Этот разговор на исторические темы, хоть и ведут его персонажи совсем другой книги, кажется прямым продолжением уже знакомого нам разговора героев рассказа «Расстояние в полкилометра» на темы литературные. (О том, хороший ли писатель был Чехов и грамотно ли писал на своем языке Шекспир.) Но Чехов от героев Войновича — далеко. Шекспир — еще дальше. А события, о которых рассказывает ШикаловТалдыкину, происходили на его глазах. Больше того: он сам был участником этих событий. И вот — ухитрился не только не понять их смысл, но даже и вовсе их не заметить.
Из этих двух собеседников один (Талдыкин) явно лучше знаком с историей вопроса, из чего можно заключить, что он умнее другого (Шикалова). Но такое заключение будет, пожалуй, ошибочным. На самом деле у Шикалова были все основания вздохнуть сочувственно: «Глупой ты, Талдыка». Шикалов, хотя он и не Бог весть какого ума, а невежество его прямо-таки поразительно, самую суть дела ухватил верно. По сути он — глубоко прав. Кое-что он, конечно, напутал. На тряпочках у демонстрантов «в шашнадцатом годе» было написано не «Долой Ленина!» и не «Долой Сталина!», там были написаны какие-то совсем другие слова. Но Шикалов прав, потому что он понимает, что дело не в словах. Дело в том, у кого «ружжо»:
— И вот, бывало, отберешь у него эту тряпку да еще скажешь в сердцах: «Ах ты, фулюган эдакий, да что ж ты такое делаешь?» А ен говорит: «Это не я, говорит, фулюган, а ты, говорит, фулюган, это не я, говорит, у тибе тряпку цапаю, а ты у мине цапаешь». А я говорю: «Это не я, говорю, фулюган, а ты, говорю, фулюган, потому что я, говорю, с ружжом, а ты без».
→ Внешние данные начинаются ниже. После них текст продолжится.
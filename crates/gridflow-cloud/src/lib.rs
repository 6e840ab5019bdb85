//! Gridflow cloud infrastructure
//!
//! This crate provides the cluster provider abstraction and the lifecycle
//! controller that drives cluster creation, polling and teardown.
//!
//! # Architecture
//!
//! ```text
//! ┌─────────────────────────────────────────────────┐
//! │                  Gridflow CLI                    │
//! │        (grid create/terminate/step/...)          │
//! └─────────────────┬───────────────────────────────┘
//!                   │
//! ┌─────────────────▼───────────────────────────────┐
//! │                gridflow-cloud                    │
//! │  ┌──────────────────────────────────────────┐   │
//! │  │        Provider Abstraction               │   │
//! │  │  trait ClusterProvider { ... }            │   │
//! │  │  trait FunctionProvider { ... }           │   │
//! │  └──────────────────────────────────────────┘   │
//! │  ┌────────────────────┐  ┌────────────────┐    │
//! │  │ ClusterController  │  │ StepDispatcher │    │
//! │  │ (create/poll/stop) │  │ (resolve+submit)│   │
//! │  └────────────────────┘  └────────────────┘    │
//! └─────────────────┬───────────────────────────────┘
//!                   │
//! ┌─────────────────▼───────────────────────────────┐
//! │             gridflow-cloud-aws                   │
//! │           (EMR / Lambda provider)                │
//! └─────────────────────────────────────────────────┘
//! ```

pub mod dispatch;
pub mod error;
pub mod lifecycle;
pub mod provider;
pub mod state;

// Re-exports
pub use dispatch::StepDispatcher;
pub use error::{CloudError, Result};
pub use lifecycle::{ClusterController, CreateOutcome, PollConfig, service_endpoints};
pub use provider::{
    ClusterDescription, ClusterId, ClusterProvider, ClusterSummary, FunctionConfig,
    FunctionProvider, FunctionSummary,
};
pub use state::ClusterState;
Могут сказать, что надо быть поистине клиническим идиотом, чтобы жить в 1917 году в Петербурге и даже не заметить, что произошла Великая Октябрьская революция. Кое-кто, пожалуй, даже усомнится в том, что на свете бывают такие удивительные люди.
Октябрьская революция имела такие серьезные последствия, так повлияла на жизнь всех людей, что не заметить ее было просто невозможно! Но опять-таки, как поглядеть на это дело. Для Шикалова-то ведь ничего не изменилось. Он и раньше, до революции, был с «с ружжом». И после революции опять был «с ружжом». Следовательно, как раньше, до революции, урезонивал «фулюганов», так и после революции, судя по всему, занимался тем же. А то, что раньше эти «фулюганы» писали на тряпочках «Долой царя!» или, скажем, «Вся власть Учредительному собранию!», а потом стали писать «Долой Ленина!» или «Долой Сталина!» — это дело не меняет.